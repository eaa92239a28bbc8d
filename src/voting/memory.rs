use std::collections::{HashMap, HashSet};
use std::sync::{Arc, Mutex, MutexGuard};

use crate::model::{
    common::{
        election::{ElectionId, PositionId},
        voter::VoterStatus,
    },
    db::{
        election::Election,
        vote::{Vote, VoteCore},
        voter::{NewVoter, Voter},
    },
    mongodb::Id,
};

use super::store::{BallotSession, BallotStore, StoreError};

#[derive(Default)]
struct Tables {
    voters: HashMap<Id, Voter>,
    elections: HashMap<ElectionId, Election>,
    votes: Vec<Vote>,
    /// `(voter, position)` of every committed vote.
    cast: HashSet<(Id, PositionId)>,
}

impl Tables {
    fn has_vote(&self, vote: &VoteCore) -> bool {
        self.cast.contains(&(vote.voter_id, vote.position_id))
    }
}

/// A [`BallotStore`] held entirely in process memory.
///
/// Sessions never copy the tables. Reads clone only the rows they touch from
/// the committed state, overlaid with the session's own pending writes, which
/// reach the shared tables only on commit. Commit re-checks, under the lock,
/// that every voter the session marked as voted is still `Registered` and that
/// none of its votes now collide with a committed one, so two sessions racing
/// on the same voter cannot both succeed.
#[derive(Clone, Default)]
pub struct MemoryStore {
    tables: Arc<Mutex<Tables>>,
}

impl MemoryStore {
    pub fn new() -> Self {
        Self::default()
    }

    fn lock(&self) -> Result<MutexGuard<'_, Tables>, StoreError> {
        lock(&self.tables)
    }

    /// Register a voter, returning their new ID.
    pub fn insert_voter(&self, voter: NewVoter) -> Result<Id, StoreError> {
        let id = Id::new();
        self.lock()?.voters.insert(id, Voter { id, voter });
        Ok(id)
    }

    /// Add or replace an election.
    pub fn insert_election(&self, election: Election) -> Result<(), StoreError> {
        self.lock()?.elections.insert(election.id, election);
        Ok(())
    }

    /// The committed state of a voter.
    pub fn voter(&self, id: Id) -> Result<Option<Voter>, StoreError> {
        Ok(self.lock()?.voters.get(&id).cloned())
    }

    /// Every committed vote, in insertion order.
    pub fn votes(&self) -> Result<Vec<Vote>, StoreError> {
        Ok(self.lock()?.votes.clone())
    }
}

fn lock(tables: &Mutex<Tables>) -> Result<MutexGuard<'_, Tables>, StoreError> {
    tables
        .lock()
        .map_err(|_| StoreError::Fatal("memory store lock poisoned".to_string()))
}

#[rocket::async_trait]
impl BallotStore for MemoryStore {
    async fn begin(&self) -> Result<Box<dyn BallotSession>, StoreError> {
        Ok(Box::new(MemorySession {
            tables: Arc::clone(&self.tables),
            marked: HashSet::new(),
            inserted: Vec::new(),
        }))
    }
}

struct MemorySession {
    tables: Arc<Mutex<Tables>>,
    /// Voters this session has moved to `Voted`.
    marked: HashSet<Id>,
    /// Votes this session has written.
    inserted: Vec<Vote>,
}

impl MemorySession {
    fn has_pending_vote(&self, vote: &VoteCore) -> bool {
        self.inserted
            .iter()
            .any(|v| v.voter_id == vote.voter_id && v.position_id == vote.position_id)
    }
}

#[rocket::async_trait]
impl BallotSession for MemorySession {
    async fn voter(&mut self, id: Id) -> Result<Option<Voter>, StoreError> {
        let mut voter = lock(&self.tables)?.voters.get(&id).cloned();
        if let Some(v) = voter.as_mut() {
            if self.marked.contains(&id) {
                v.status = VoterStatus::Voted;
            }
        }
        Ok(voter)
    }

    async fn election(&mut self, id: ElectionId) -> Result<Option<Election>, StoreError> {
        Ok(lock(&self.tables)?.elections.get(&id).cloned())
    }

    async fn votes_for_voter(&mut self, voter: Id) -> Result<Vec<Vote>, StoreError> {
        let mut votes: Vec<Vote> = lock(&self.tables)?
            .votes
            .iter()
            .chain(self.inserted.iter())
            .filter(|v| v.voter_id == voter)
            .cloned()
            .collect();
        votes.sort_by_key(|v| v.position_id);
        Ok(votes)
    }

    async fn insert_votes(&mut self, votes: &[VoteCore]) -> Result<(), StoreError> {
        for vote in votes {
            if lock(&self.tables)?.has_vote(vote) || self.has_pending_vote(vote) {
                return Err(StoreError::DuplicateVote);
            }
            // Later reads in this session see their own writes.
            self.inserted.push(Vote {
                id: Id::new(),
                vote: vote.clone(),
            });
        }
        Ok(())
    }

    async fn mark_voted(&mut self, voter: Id) -> Result<bool, StoreError> {
        if self.marked.contains(&voter) {
            return Ok(false);
        }
        let registered = matches!(
            lock(&self.tables)?.voters.get(&voter),
            Some(v) if v.status == VoterStatus::Registered
        );
        if registered {
            self.marked.insert(voter);
        }
        Ok(registered)
    }

    async fn commit(self: Box<Self>) -> Result<(), StoreError> {
        let mut tables = lock(&self.tables)?;

        for id in &self.marked {
            match tables.voters.get(id) {
                Some(v) if v.status == VoterStatus::Registered => {}
                _ => {
                    return Err(StoreError::Transient(format!(
                        "write conflict on voter {id}"
                    )))
                }
            }
        }
        if self.inserted.iter().any(|v| tables.has_vote(v)) {
            return Err(StoreError::DuplicateVote);
        }

        for id in &self.marked {
            if let Some(v) = tables.voters.get_mut(id) {
                v.status = VoterStatus::Voted;
            }
        }
        for vote in &self.inserted {
            tables.cast.insert((vote.voter_id, vote.position_id));
            tables.votes.push(vote.clone());
        }
        debug!("Committed {} votes", self.inserted.len());
        Ok(())
    }

    async fn abort(self: Box<Self>) -> Result<(), StoreError> {
        Ok(())
    }
}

===

ASSIGNMENT: From beginning to end, the data must be duplicated exactly.

RESPONSE TO THE TASK:
repository eaa92239a28bbc8d
filename src/voting/memory.rs
use std::collections::{HashMap, HashSet};
use std::sync::{Arc, Mutex, MutexGuard};

use crate::model::{
    common::{
        election::{ElectionId, PositionId},
        voter::VoterStatus,
    },
    db::{
        election::Election,
        vote::{Vote, VoteCore},
        voter::{NewVoter, Voter},
    },
    mongodb::Id,
};

use super::store::{BallotSession, BallotStore, StoreError};

#[derive(Default)]
struct Tables {
    voters: HashMap<Id, Voter>,
    elections: HashMap<ElectionId, Election>,
    votes: Vec<Vote>,
    /// `(voter, position)` of every committed vote.
    cast: HashSet<(Id, PositionId)>,
}

impl Tables {
    fn has_vote(&self, vote: &VoteCore) -> bool {
        self.cast.contains(&(vote.voter_id, vote.position_id))
    }
}

/// A [`BallotStore`] held entirely in process memory.
///
/// Sessions never copy the tables. Reads clone only the rows they touch from
/// the committed state, overlaid with the session's own pending writes, which
/// reach the shared tables only on commit. Commit re-checks, under the lock,
/// that every voter the session marked as voted is still `Registered` and that
/// none of its votes now collide with a committed one, so two sessions racing
/// on the same voter cannot both succeed.
#[derive(Clone, Default)]
pub struct MemoryStore {
    tables: Arc<Mutex<Tables>>,
}

impl MemoryStore {
    pub fn new() -> Self {
        Self::default()
    }

    fn lock(&self) -> Result<MutexGuard<'_, Tables>, StoreError> {
        lock(&self.tables)
    }

    /// Register a voter, returning their new ID.
    pub fn insert_voter(&self, voter: NewVoter) -> Result<Id, StoreError> {
        let id = Id::new();
        self.lock()?.voters.insert(id, Voter { id, voter });
        Ok(id)
    }

    /// Add or replace an election.
    pub fn insert_election(&self, election: Election) -> Result<(), StoreError> {
        self.lock()?.elections.insert(election.id, election);
        Ok(())
    }

    /// The committed state of a voter.
    pub fn voter(&self, id: Id) -> Result<Option<Voter>, StoreError> {
        Ok(self.lock()?.voters.get(&id).cloned())
    }

    /// Every committed vote, in insertion order.
    pub fn votes(&self) -> Result<Vec<Vote>, StoreError> {
        Ok(self.lock()?.votes.clone())
    }
}

fn lock(tables: &Mutex<Tables>) -> Result<MutexGuard<'_, Tables>, StoreError> {
    tables
        .lock()
        .map_err(|_| StoreError::Fatal("memory store lock poisoned".to_string()))
}

#[rocket::async_trait]
impl BallotStore for MemoryStore {
    async fn begin(&self) -> Result<Box<dyn BallotSession>, StoreError> {
        Ok(Box::new(MemorySession {
            tables: Arc::clone(&self.tables),
            marked: HashSet::new(),
            inserted: Vec::new(),
        }))
    }
}

struct MemorySession {
    tables: Arc<Mutex<Tables>>,
    /// Voters this session has moved to `Voted`.
    marked: HashSet<Id>,
    /// Votes this session has written.
    inserted: Vec<Vote>,
}

impl MemorySession {
    fn has_pending_vote(&self, vote: &VoteCore) -> bool {
        self.inserted
            .iter()
            .any(|v| v.voter_id == vote.voter_id && v.position_id == vote.position_id)
    }
}

#[rocket::async_trait]
impl BallotSession for MemorySession {
    async fn voter(&mut self, id: Id) -> Result<Option<Voter>, StoreError> {
        let mut voter = lock(&self.tables)?.voters.get(&id).cloned();
        if let Some(v) = voter.as_mut() {
            if self.marked.contains(&id) {
                v.status = VoterStatus::Voted;
            }
        }
        Ok(voter)
    }

    async fn election(&mut self, id: ElectionId) -> Result<Option<Election>, StoreError> {
        Ok(lock(&self.tables)?.elections.get(&id).cloned())
    }

    async fn votes_for_voter(&mut self, voter: Id) -> Result<Vec<Vote>, StoreError> {
        let mut votes: Vec<Vote> = lock(&self.tables)?
            .votes
            .iter()
            .chain(self.inserted.iter())
            .filter(|v| v.voter_id == voter)
            .cloned()
            .collect();
        votes.sort_by_key(|v| v.position_id);
        Ok(votes)
    }

    async fn insert_votes(&mut self, votes: &[VoteCore]) -> Result<(), StoreError> {
        for vote in votes {
            if lock(&self.tables)?.has_vote(vote) || self.has_pending_vote(vote) {
                return Err(StoreError::DuplicateVote);
            }
            // Later reads in this session see their own writes.
            self.inserted.push(Vote {
                id: Id::new(),
                vote: vote.clone(),
            });
        }
        Ok(())
    }

    async fn mark_voted(&mut self, voter: Id) -> Result<bool, StoreError> {
        if self.marked.contains(&voter) {
            return Ok(false);
        }
        let registered = matches!(
            lock(&self.tables)?.voters.get(&voter),
            Some(v) if v.status == VoterStatus::Registered
        );
        if registered {
            self.marked.insert(voter);
        }
        Ok(registered)
    }

    async fn commit(self: Box<Self>) -> Result<(), StoreError> {
        let mut tables = lock(&self.tables)?;

        for id in &self.marked {
            match tables.voters.get(id) {
                Some(v) if v.status == VoterStatus::Registered => {}
                _ => {
                    return Err(StoreError::Transient(format!(
                        "write conflict on voter {id}"
                    )))
                }
            }
        }
        if self.inserted.iter().any(|v| tables.has_vote(v)) {
            return Err(StoreError::DuplicateVote);
        }

        for id in &self.marked {
            if let Some(v) = tables.voters.get_mut(id) {
                v.status = VoterStatus::Voted;
            }
        }
        for vote in &self.inserted {
            tables.cast.insert((vote.voter_id, vote.position_id));
            tables.votes.push(vote.clone());
        }
        debug!("Committed {} votes", self.inserted.len());
        Ok(())
    }

    async fn abort(self: Box<Self>) -> Result<(), StoreError> {
        Ok(())
    }
}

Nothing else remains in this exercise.